DATA:
────────────────────
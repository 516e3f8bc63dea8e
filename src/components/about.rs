use dioxus::prelude::*;
use folio_ui::{Button, ButtonVariant};

use super::Reveal;
use crate::content::{ABOUT_PARAGRAPHS, STATS};
use crate::dom;

#[component]
pub fn About() -> Element {
    rsx! {
        section { id: "about", class: "section section--tinted",
            div { class: "container",
                div { class: "section-heading",
                    Reveal { id: "about.title",
                        h2 { class: "section-title", "About Me" }
                    }
                    p { class: "section-subtitle", "Get to know me better" }
                }

                div { class: "about-grid",
                    Reveal { id: "about.content", delay_ms: 200,
                        h3 { class: "about-lead",
                            "Creating digital experiences with passion and purpose"
                        }
                        div { class: "about-copy",
                            for (i, paragraph) in ABOUT_PARAGRAPHS.iter().enumerate() {
                                p { key: "{i}", "{paragraph}" }
                            }
                        }
                        div { class: "about-cta",
                            Button {
                                variant: ButtonVariant::Pill,
                                class: "btn-hover".to_string(),
                                onclick: move |_| dom::scroll_to_section("contact"),
                                "Get In Touch"
                            }
                        }
                    }

                    div { class: "stats-grid",
                        for (i, stat) in STATS.iter().enumerate() {
                            Reveal {
                                key: "{stat.label}",
                                id: format!("about.stat.{}", i),
                                class: "glass-card stat-card",
                                delay_ms: 300 + (i as u32) * 100,
                                span { class: "stat-icon", "{stat.icon}" }
                                span { class: "stat-value", "{stat.value}" }
                                span { class: "stat-label", "{stat.label}" }
                            }
                        }
                    }
                }
            }
        }
    }
}
//! Visibility sources.
//!
//! A source answers one question for the watcher: is this handle
//! sufficiently visible right now? Two implementations exist, matching the
//! two ways a page learns about visibility:
//!
//! ```text
//! ┌──────────────────────────────────────────────────────────────────┐
//! │  ScrollGeometry: rects polled on scroll                          │
//! │  └── top < 0.85 * viewport.height && bottom > 0                  │
//! │                                                                  │
//! │  Intersection: overlap ratios (callback or computed from rects)  │
//! │  └── ratio >= threshold                                          │
//! │                                                                  │
//! │  AnyOf<A, B>: visible if either source says so                   │
//! └──────────────────────────────────────────────────────────────────┘
//! ```

use std::collections::HashMap;
use std::hash::Hash;

/// Fraction of the viewport height an element's top edge must be above
/// before the scroll geometry check considers it visible.
pub const REVEAL_VIEWPORT_FRACTION: f64 = 0.85;

/// Viewport-relative bounding box of a rendered element, in CSS pixels.
#[derive(Debug, Clone, Copy, PartialEq, Default)]
pub struct ElementRect {
    pub top: f64,
    pub bottom: f64,
    pub left: f64,
    pub right: f64,
}

impl ElementRect {
    pub fn new(top: f64, bottom: f64, left: f64, right: f64) -> Self {
        Self {
            top,
            bottom,
            left,
            right,
        }
    }

    /// Rect spanning the full viewport width, which is all the vertical
    /// checks care about.
    pub fn vertical(top: f64, bottom: f64, viewport: Viewport) -> Self {
        Self::new(top, bottom, 0.0, viewport.width)
    }

    pub fn height(&self) -> f64 {
        (self.bottom - self.top).max(0.0)
    }

    pub fn width(&self) -> f64 {
        (self.right - self.left).max(0.0)
    }

    pub fn area(&self) -> f64 {
        self.width() * self.height()
    }
}

/// Size of the visible area.
#[derive(Debug, Clone, Copy, PartialEq)]
pub struct Viewport {
    pub width: f64,
    pub height: f64,
}

impl Viewport {
    pub fn new(width: f64, height: f64) -> Self {
        Self { width, height }
    }

    /// Fraction of `rect` overlapping the viewport, in `[0, 1]`.
    ///
    /// A degenerate (zero-area) rect counts as fully visible when it sits
    /// inside the viewport and invisible otherwise.
    pub fn overlap_ratio(&self, rect: &ElementRect) -> f64 {
        let top = rect.top.max(0.0);
        let bottom = rect.bottom.min(self.height);
        let left = rect.left.max(0.0);
        let right = rect.right.min(self.width);

        let area = rect.area();
        if area <= 0.0 {
            let inside = rect.top >= 0.0
                && rect.top <= self.height
                && rect.left >= 0.0
                && rect.left <= self.width;
            return if inside { 1.0 } else { 0.0 };
        }

        let overlap = (bottom - top).max(0.0) * (right - left).max(0.0);
        (overlap / area).clamp(0.0, 1.0)
    }
}

/// Answers whether a handle is sufficiently visible at this moment.
///
/// Handles the source knows nothing about are reported as not visible.
pub trait VisibilitySource<H> {
    fn check_visible(&self, handle: &H, threshold: f64) -> bool;
}

impl<H, S: VisibilitySource<H> + ?Sized> VisibilitySource<H> for &S {
    fn check_visible(&self, handle: &H, threshold: f64) -> bool {
        (**self).check_visible(handle, threshold)
    }
}

/// Geometry snapshot taken on scroll.
///
/// Ignores the threshold: an element counts once its top edge is above
/// [`REVEAL_VIEWPORT_FRACTION`] of the viewport and its bottom edge is below
/// the viewport's top.
#[derive(Debug, Clone)]
pub struct ScrollGeometry<H> {
    viewport: Viewport,
    rects: HashMap<H, ElementRect>,
}

impl<H: Eq + Hash> ScrollGeometry<H> {
    pub fn new(viewport: Viewport) -> Self {
        Self {
            viewport,
            rects: HashMap::new(),
        }
    }

    pub fn insert(&mut self, handle: H, rect: ElementRect) {
        self.rects.insert(handle, rect);
    }

    pub fn with(mut self, handle: H, rect: ElementRect) -> Self {
        self.insert(handle, rect);
        self
    }

    pub fn viewport(&self) -> Viewport {
        self.viewport
    }

    pub fn rects(&self) -> impl Iterator<Item = (&H, &ElementRect)> {
        self.rects.iter()
    }

    /// The scroll-reveal predicate on its own.
    pub fn is_in_reveal_zone(viewport: Viewport, rect: &ElementRect) -> bool {
        rect.top < viewport.height * REVEAL_VIEWPORT_FRACTION && rect.bottom > 0.0
    }
}

impl<H: Eq + Hash> VisibilitySource<H> for ScrollGeometry<H> {
    fn check_visible(&self, handle: &H, _threshold: f64) -> bool {
        self.rects
            .get(handle)
            .is_some_and(|rect| Self::is_in_reveal_zone(self.viewport, rect))
    }
}

/// Intersection ratios, either reported by an intersection callback or
/// computed from rects against a viewport.
#[derive(Debug, Clone)]
pub struct Intersection<H> {
    ratios: HashMap<H, f64>,
}

impl<H: Eq + Hash> Default for Intersection<H> {
    fn default() -> Self {
        Self {
            ratios: HashMap::new(),
        }
    }
}

impl<H: Eq + Hash> Intersection<H> {
    pub fn new() -> Self {
        Self::default()
    }

    /// Record a ratio as delivered by an intersection callback.
    pub fn insert_ratio(&mut self, handle: H, ratio: f64) {
        let ratio = if ratio.is_nan() { 0.0 } else { ratio.clamp(0.0, 1.0) };
        self.ratios.insert(handle, ratio);
    }

    pub fn insert_rect(&mut self, handle: H, rect: &ElementRect, viewport: Viewport) {
        self.insert_ratio(handle, viewport.overlap_ratio(rect));
    }

    pub fn ratio(&self, handle: &H) -> Option<f64> {
        self.ratios.get(handle).copied()
    }

    pub fn from_geometry(geometry: &ScrollGeometry<H>) -> Self
    where
        H: Clone,
    {
        let mut intersection = Self::new();
        for (handle, rect) in geometry.rects() {
            intersection.insert_rect(handle.clone(), rect, geometry.viewport());
        }
        intersection
    }
}

impl<H: Eq + Hash> VisibilitySource<H> for Intersection<H> {
    fn check_visible(&self, handle: &H, threshold: f64) -> bool {
        // A threshold of zero still needs some overlap, like isIntersecting.
        self.ratios
            .get(handle)
            .is_some_and(|&ratio| ratio > 0.0 && ratio >= threshold)
    }
}

/// Visible if either source reports visible.
#[derive(Debug, Clone)]
pub struct AnyOf<A, B>(pub A, pub B);

impl<H, A, B> VisibilitySource<H> for AnyOf<A, B>
where
    A: VisibilitySource<H>,
    B: VisibilitySource<H>,
{
    fn check_visible(&self, handle: &H, threshold: f64) -> bool {
        self.0.check_visible(handle, threshold) || self.1.check_visible(handle, threshold)
    }
}

#[cfg(test)]
mod tests {
    use super::*;

    const VIEW: Viewport = Viewport {
        width: 1000.0,
        height: 800.0,
    };

    #[test]
    fn reveal_zone_boundaries() {
        // 0.85 * 800 = 680
        let at_line = ElementRect::vertical(680.0, 900.0, VIEW);
        let above_line = ElementRect::vertical(679.0, 900.0, VIEW);
        let scrolled_past = ElementRect::vertical(-300.0, 0.0, VIEW);
        let partly_above = ElementRect::vertical(-300.0, 1.0, VIEW);

        assert!(!ScrollGeometry::<u8>::is_in_reveal_zone(VIEW, &at_line));
        assert!(ScrollGeometry::<u8>::is_in_reveal_zone(VIEW, &above_line));
        assert!(!ScrollGeometry::<u8>::is_in_reveal_zone(VIEW, &scrolled_past));
        assert!(ScrollGeometry::<u8>::is_in_reveal_zone(VIEW, &partly_above));
    }

    #[test]
    fn geometry_unknown_handle_is_hidden() {
        let geometry = ScrollGeometry::new(VIEW).with("a", ElementRect::vertical(0.0, 10.0, VIEW));
        assert!(geometry.check_visible(&"a", 0.1));
        assert!(!geometry.check_visible(&"b", 0.1));
    }

    #[test]
    fn overlap_ratio_partial() {
        // Half of a 200px tall element is inside
        let rect = ElementRect::vertical(700.0, 900.0, VIEW);
        assert!((VIEW.overlap_ratio(&rect) - 0.5).abs() < 1e-9);

        let below = ElementRect::vertical(900.0, 1000.0, VIEW);
        assert_eq!(VIEW.overlap_ratio(&below), 0.0);

        let inside = ElementRect::new(10.0, 20.0, 10.0, 20.0);
        assert_eq!(VIEW.overlap_ratio(&inside), 1.0);
    }

    #[test]
    fn overlap_ratio_degenerate_rect() {
        let point_inside = ElementRect::new(100.0, 100.0, 50.0, 50.0);
        let point_below = ElementRect::new(1200.0, 1200.0, 50.0, 50.0);
        assert_eq!(VIEW.overlap_ratio(&point_inside), 1.0);
        assert_eq!(VIEW.overlap_ratio(&point_below), 0.0);
    }

    #[test]
    fn intersection_threshold() {
        let mut intersection = Intersection::new();
        intersection.insert_ratio("low", 0.05);
        intersection.insert_ratio("edge", 0.1);
        intersection.insert_ratio("none", 0.0);

        assert!(!intersection.check_visible(&"low", 0.1));
        assert!(intersection.check_visible(&"edge", 0.1));
        assert!(!intersection.check_visible(&"none", 0.0));
        assert!(!intersection.check_visible(&"missing", 0.0));
    }

    #[test]
    fn intersection_clamps_reported_ratio() {
        let mut intersection = Intersection::new();
        intersection.insert_ratio("big", 3.0);
        intersection.insert_ratio("nan", f64::NAN);
        assert_eq!(intersection.ratio(&"big"), Some(1.0));
        assert_eq!(intersection.ratio(&"nan"), Some(0.0));
    }

    #[test]
    fn any_of_combines() {
        // Tall element just peeking in at the bottom: the geometry rule says
        // no (top below the 85% line), a 1% intersection with zero threshold says yes.
        let rect = ElementRect::vertical(790.0, 1800.0, VIEW);
        let geometry = ScrollGeometry::new(VIEW).with("tall", rect);
        let intersection = Intersection::from_geometry(&geometry);

        assert!(!geometry.check_visible(&"tall", 0.0));
        assert!(intersection.check_visible(&"tall", 0.0));
        assert!(AnyOf(&geometry, &intersection).check_visible(&"tall", 0.0));
        assert!(!AnyOf(&geometry, &intersection).check_visible(&"tall", 0.1));
    }
}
────────────────────
WHAT TO DO: Look through the listing and extract every line with "grid" in it.

TASK OUTPUT:
                div { class: "about-grid",
                    div { class: "stats-grid",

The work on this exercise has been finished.